→ **Instructions for the task**
Every line in the listing is to be echoed verbatim.

================

// =============================================================================
// Current-generation tables (v11)
// =============================================================================

const ARTISTS_TABLE: Table = Table {
    name: "artists",
    columns: &[
        Column::new("id", SqlType::Integer).primary_key().non_null(),
        Column::new("name", SqlType::Text).non_null(),
    ],
    indices: &[],
    unique_constraints: &[&["name"]],
};

const GENRES_TABLE: Table = Table {
    name: "genres",
    columns: &[
        Column::new("id", SqlType::Integer).primary_key().non_null(),
        Column::new("name", SqlType::Text).non_null(),
    ],
    indices: &[],
    unique_constraints: &[&["name"]],
};

const COMPOSERS_TABLE: Table = Table {
    name: "composers",
    columns: &[
        Column::new("id", SqlType::Integer).primary_key().non_null(),
        Column::new("name", SqlType::Text).non_null(),
    ],
    indices: &[],
    unique_constraints: &[&["name"]],
};

const LYRICISTS_TABLE: Table = Table {
    name: "lyricists",
    columns: &[
        Column::new("id", SqlType::Integer).primary_key().non_null(),
        Column::new("name", SqlType::Text).non_null(),
    ],
    indices: &[],
    unique_constraints: &[&["name"]],
};

const ALBUMS_TABLE: Table = Table {
    name: "albums",
    columns: &[
        Column::new("id", SqlType::Integer).primary_key().non_null(),
        Column::new("title", SqlType::Text).non_null(),
        Column::new("artist_name", SqlType::Text).references("artists", "name", OnDelete::Cascade),
        Column::new("album_path", SqlType::Text),
        Column::new("cover_uri", SqlType::Text),
    ],
    indices: &[("idx_albums_title", "title")],
    unique_constraints: &[&["title", "artist_name", "album_path"]],
};

const TRACKS_TABLE: Table = Table {
    name: "tracks",
    columns: &[
        Column::new("id", SqlType::Integer).primary_key().non_null(),
        Column::new("file_name", SqlType::Text).non_null(),
        Column::new("priority", SqlType::Integer).non_null(),
        Column::new("title", SqlType::Text).non_null(),
        Column::new("artist_name", SqlType::Text).references("artists", "name", OnDelete::Cascade),
        Column::new("album_title", SqlType::Text),
        Column::new("album_artist_name", SqlType::Text),
        Column::new("album_path", SqlType::Text),
        Column::new("track_number", SqlType::Integer),
        Column::new("disc_number", SqlType::Integer),
        Column::new("duration", SqlType::Integer),
        Column::new("rating", SqlType::Integer),
        Column::new("genre_name", SqlType::Text).references("genres", "name", OnDelete::Cascade),
        Column::new("composer_name", SqlType::Text).references(
            "composers",
            "name",
            OnDelete::Cascade,
        ),
        Column::new("lyricist_name", SqlType::Text).references(
            "lyricists",
            "name",
            OnDelete::Cascade,
        ),
        Column::new("comment", SqlType::Text),
        Column::new("year", SqlType::Integer),
        Column::new("channels", SqlType::Integer),
        Column::new("bit_rate", SqlType::Integer),
        Column::new("sample_rate", SqlType::Integer),
        Column::new("has_embedded_cover", SqlType::Integer)
            .non_null()
            .default_value("0"),
    ],
    indices: &[
        ("idx_tracks_album_title", "album_title"),
        ("idx_tracks_artist_name", "artist_name"),
    ],
    unique_constraints: &[
        &["file_name"],
        &[
            "priority",
            "title",
            "artist_name",
            "album_title",
            "album_artist_name",
            "album_path",
        ],
    ],
};

const TRACK_FILES_TABLE: Table = Table {
    name: "track_files",
    columns: &[
        Column::new("file_name", SqlType::Text)
            .primary_key()
            .non_null()
            .references("tracks", "file_name", OnDelete::Cascade),
        Column::new("file_modified_time", SqlType::Integer).non_null(),
        Column::new("import_date", SqlType::Integer).non_null(),
        Column::new("first_play_date", SqlType::Integer),
        Column::new("last_play_date", SqlType::Integer),
        Column::new("play_counter", SqlType::Integer)
            .non_null()
            .default_value("0"),
    ],
    indices: &[],
    unique_constraints: &[],
};

const DISCOVER_SOURCES_TABLE: Table = Table {
    name: "discover_sources",
    columns: &[
        Column::new("id", SqlType::Integer).primary_key().non_null(),
        Column::new("name", SqlType::Text).non_null(),
    ],
    indices: &[],
    unique_constraints: &[&["name"]],
};

/// Creation order satisfies the name-based foreign keys: referenced
/// tables first.
const CORE_TABLES: &[&Table] = &[
    &ARTISTS_TABLE,
    &GENRES_TABLE,
    &COMPOSERS_TABLE,
    &LYRICISTS_TABLE,
    &ALBUMS_TABLE,
    &TRACKS_TABLE,
    &TRACK_FILES_TABLE,
    &DISCOVER_SOURCES_TABLE,
];

// =============================================================================
// Intermediate generation shapes (migration targets)
// =============================================================================

/// The v10 tracks shape, target of the v9 -> v10 rebuild. No priority
/// column yet: one file per logical track identity.
const TRACKS_TABLE_V10: Table = Table {
    name: "tracks",
    columns: &[
        Column::new("id", SqlType::Integer).primary_key().non_null(),
        Column::new("file_name", SqlType::Text).non_null(),
        Column::new("title", SqlType::Text).non_null(),
        Column::new("artist_name", SqlType::Text).references("artists", "name", OnDelete::Cascade),
        Column::new("album_title", SqlType::Text),
        Column::new("album_artist_name", SqlType::Text),
        Column::new("album_path", SqlType::Text),
        Column::new("track_number", SqlType::Integer),
        Column::new("disc_number", SqlType::Integer),
        Column::new("duration", SqlType::Integer),
        Column::new("rating", SqlType::Integer),
        Column::new("genre_name", SqlType::Text).references("genres", "name", OnDelete::Cascade),
        Column::new("composer_name", SqlType::Text).references(
            "composers",
            "name",
            OnDelete::Cascade,
        ),
        Column::new("lyricist_name", SqlType::Text).references(
            "lyricists",
            "name",
            OnDelete::Cascade,
        ),
        Column::new("comment", SqlType::Text),
        Column::new("year", SqlType::Integer),
    ],
    indices: &[
        ("idx_tracks_album_title", "album_title"),
        ("idx_tracks_artist_name", "artist_name"),
    ],
    unique_constraints: &[
        &["file_name"],
        &[
            "title",
            "artist_name",
            "album_title",
            "album_artist_name",
            "album_path",
        ],
    ],
};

================

→ **Answer to the problem**
// =============================================================================
// Current-generation tables (v11)
// =============================================================================

const ARTISTS_TABLE: Table = Table {
    name: "artists",
    columns: &[
        Column::new("id", SqlType::Integer).primary_key().non_null(),
        Column::new("name", SqlType::Text).non_null(),
    ],
    indices: &[],
    unique_constraints: &[&["name"]],
};

const GENRES_TABLE: Table = Table {
    name: "genres",
    columns: &[
        Column::new("id", SqlType::Integer).primary_key().non_null(),
        Column::new("name", SqlType::Text).non_null(),
    ],
    indices: &[],
    unique_constraints: &[&["name"]],
};

const COMPOSERS_TABLE: Table = Table {
    name: "composers",
    columns: &[
        Column::new("id", SqlType::Integer).primary_key().non_null(),
        Column::new("name", SqlType::Text).non_null(),
    ],
    indices: &[],
    unique_constraints: &[&["name"]],
};

const LYRICISTS_TABLE: Table = Table {
    name: "lyricists",
    columns: &[
        Column::new("id", SqlType::Integer).primary_key().non_null(),
        Column::new("name", SqlType::Text).non_null(),
    ],
    indices: &[],
    unique_constraints: &[&["name"]],
};

const ALBUMS_TABLE: Table = Table {
    name: "albums",
    columns: &[
        Column::new("id", SqlType::Integer).primary_key().non_null(),
        Column::new("title", SqlType::Text).non_null(),
        Column::new("artist_name", SqlType::Text).references("artists", "name", OnDelete::Cascade),
        Column::new("album_path", SqlType::Text),
        Column::new("cover_uri", SqlType::Text),
    ],
    indices: &[("idx_albums_title", "title")],
    unique_constraints: &[&["title", "artist_name", "album_path"]],
};

const TRACKS_TABLE: Table = Table {
    name: "tracks",
    columns: &[
        Column::new("id", SqlType::Integer).primary_key().non_null(),
        Column::new("file_name", SqlType::Text).non_null(),
        Column::new("priority", SqlType::Integer).non_null(),
        Column::new("title", SqlType::Text).non_null(),
        Column::new("artist_name", SqlType::Text).references("artists", "name", OnDelete::Cascade),
        Column::new("album_title", SqlType::Text),
        Column::new("album_artist_name", SqlType::Text),
        Column::new("album_path", SqlType::Text),
        Column::new("track_number", SqlType::Integer),
        Column::new("disc_number", SqlType::Integer),
        Column::new("duration", SqlType::Integer),
        Column::new("rating", SqlType::Integer),
        Column::new("genre_name", SqlType::Text).references("genres", "name", OnDelete::Cascade),
        Column::new("composer_name", SqlType::Text).references(
            "composers",
            "name",
            OnDelete::Cascade,
        ),
        Column::new("lyricist_name", SqlType::Text).references(
            "lyricists",
            "name",
            OnDelete::Cascade,
        ),
        Column::new("comment", SqlType::Text),
        Column::new("year", SqlType::Integer),
        Column::new("channels", SqlType::Integer),
        Column::new("bit_rate", SqlType::Integer),
        Column::new("sample_rate", SqlType::Integer),
        Column::new("has_embedded_cover", SqlType::Integer)
            .non_null()
            .default_value("0"),
    ],
    indices: &[
        ("idx_tracks_album_title", "album_title"),
        ("idx_tracks_artist_name", "artist_name"),
    ],
    unique_constraints: &[
        &["file_name"],
        &[
            "priority",
            "title",
            "artist_name",
            "album_title",
            "album_artist_name",
            "album_path",
        ],
    ],
};

const TRACK_FILES_TABLE: Table = Table {
    name: "track_files",
    columns: &[
        Column::new("file_name", SqlType::Text)
            .primary_key()
            .non_null()
            .references("tracks", "file_name", OnDelete::Cascade),
        Column::new("file_modified_time", SqlType::Integer).non_null(),
        Column::new("import_date", SqlType::Integer).non_null(),
        Column::new("first_play_date", SqlType::Integer),
        Column::new("last_play_date", SqlType::Integer),
        Column::new("play_counter", SqlType::Integer)
            .non_null()
            .default_value("0"),
    ],
    indices: &[],
    unique_constraints: &[],
};

const DISCOVER_SOURCES_TABLE: Table = Table {
    name: "discover_sources",
    columns: &[
        Column::new("id", SqlType::Integer).primary_key().non_null(),
        Column::new("name", SqlType::Text).non_null(),
    ],
    indices: &[],
    unique_constraints: &[&["name"]],
};

/// Creation order satisfies the name-based foreign keys: referenced
/// tables first.
const CORE_TABLES: &[&Table] = &[
    &ARTISTS_TABLE,
    &GENRES_TABLE,
    &COMPOSERS_TABLE,
    &LYRICISTS_TABLE,
    &ALBUMS_TABLE,
    &TRACKS_TABLE,
    &TRACK_FILES_TABLE,
    &DISCOVER_SOURCES_TABLE,
];

// =============================================================================
// Intermediate generation shapes (migration targets)
// =============================================================================

/// The v10 tracks shape, target of the v9 -> v10 rebuild. No priority
/// column yet: one file per logical track identity.
const TRACKS_TABLE_V10: Table = Table {
    name: "tracks",
    columns: &[
        Column::new("id", SqlType::Integer).primary_key().non_null(),
        Column::new("file_name", SqlType::Text).non_null(),
        Column::new("title", SqlType::Text).non_null(),
        Column::new("artist_name", SqlType::Text).references("artists", "name", OnDelete::Cascade),
        Column::new("album_title", SqlType::Text),
        Column::new("album_artist_name", SqlType::Text),
        Column::new("album_path", SqlType::Text),
        Column::new("track_number", SqlType::Integer),
        Column::new("disc_number", SqlType::Integer),
        Column::new("duration", SqlType::Integer),
        Column::new("rating", SqlType::Integer),
        Column::new("genre_name", SqlType::Text).references("genres", "name", OnDelete::Cascade),
        Column::new("composer_name", SqlType::Text).references(
            "composers",
            "name",
            OnDelete::Cascade,
        ),
        Column::new("lyricist_name", SqlType::Text).references(
            "lyricists",
            "name",
            OnDelete::Cascade,
        ),
        Column::new("comment", SqlType::Text),
        Column::new("year", SqlType::Integer),
    ],
    indices: &[
        ("idx_tracks_album_title", "album_title"),
        ("idx_tracks_artist_name", "artist_name"),
    ],
    unique_constraints: &[
        &["file_name"],
        &[
            "title",
            "artist_name",
            "album_title",
            "album_artist_name",
            "album_path",
        ],
    ],
};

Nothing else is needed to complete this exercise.